Previously we showed that the polychlorinated biphenyl 3,3′,4,4′-tetrachlorobiphenyl (TCB) caused a release of reactive oxygen species (ROS) from cytochrome P450 1A (CYP1A) of the fish scup ( Stenotomus chrysops), and from rat and human CYP1A1. This was linked to a TCB- and NADPH-dependent oxidative inactivation of the enzyme, which in scup and rat was inversely related to the rates of TCB oxidation. We examined the relationship between rates of TCB oxidation, CYP1A inactivation and ROS production in liver microsomes from additional vertebrate species, including skate ( Raja erinacea), eel ( Anguilla rostrata), killifish ( Fundulus heteroclitus), winter flounder ( Pleuronectes americanus), chicken ( Gallus domesticus), cormorant ( Phalacrocorax auritus), gull ( Larus argentatus), and turtle ( Chrysemys picta picta). TCB oxidation rates were induced in all fish and birds treated with aryl hydrocarbon receptor agonists. Induced rates of TCB oxidation were <1 pmol/min/mg microsomal protein in all fish, and 6–14 pmol/min/mg in the birds.
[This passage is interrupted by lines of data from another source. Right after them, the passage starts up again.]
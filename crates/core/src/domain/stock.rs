use chrono::NaiveDate;
use serde::{Deserialize, Serialize};

#[derive(Debug, Clone, PartialEq, Serialize, Deserialize)]
#[serde(rename_all = "camelCase")]
pub struct StockQuote {
    pub symbol: String,
    pub company_name: String,
    pub price: f64,
    pub change: f64,
    pub change_percent: f64,
    /// Daily closes, oldest first.
    pub historical_data: Vec<PricePoint>,
}

#[derive(Debug, Clone, PartialEq, Serialize, Deserialize)]
pub struct PricePoint {
    pub date: NaiveDate,
    pub close: f64,
}

/// Normalizes user input into a ticker symbol (`" aapl "` -> `"AAPL"`).
pub fn normalize_symbol(raw: &str) -> String {
    raw.trim().to_ascii_uppercase()
}
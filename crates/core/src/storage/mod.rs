pub mod keys;

pub use keys::{
    require_key, seed_from_settings, ApiKeyKind, FileKeyStore, KeyStore, MemoryKeyStore, MissingApiKey,
};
In all species but one, TCB oxidation rates correlated positively with EROD rates, indicating likely involvement of CYP1A in TCB oxidation. Incubation of liver microsomes of most species with TCB+NADPH resulted in an immediate (TCB-dependent) inhibition of EROD, and a progressive loss of EROD capacity, indicating an oxidative inactivation of CYP1A like that in scup. NADPH stimulated production of ROS (H 2O 2 and/or O 2 − ) by liver microsomes, slightly in some species (eel) and greatly in others (chicken, turtle). Among the birds and the fish, NADPH-stimulated ROS production correlated positively with EROD activity. TCB caused a significant stimulation of ROS production by liver microsomes of flounder, killifish, cormorant and gull, as well as scup. The stimulation of CYP1A inactivation and ROS generation indicates an uncoupling of CYP1A by TCB in many species, and when compared between species, the rates of CYP1A inactivation correlated inversely with rates of TCB oxidation. Some feature(s) of binding/active site topology may hinder TCB oxidation, enhancing the likelihood for attack of an oxidizing species in the active site.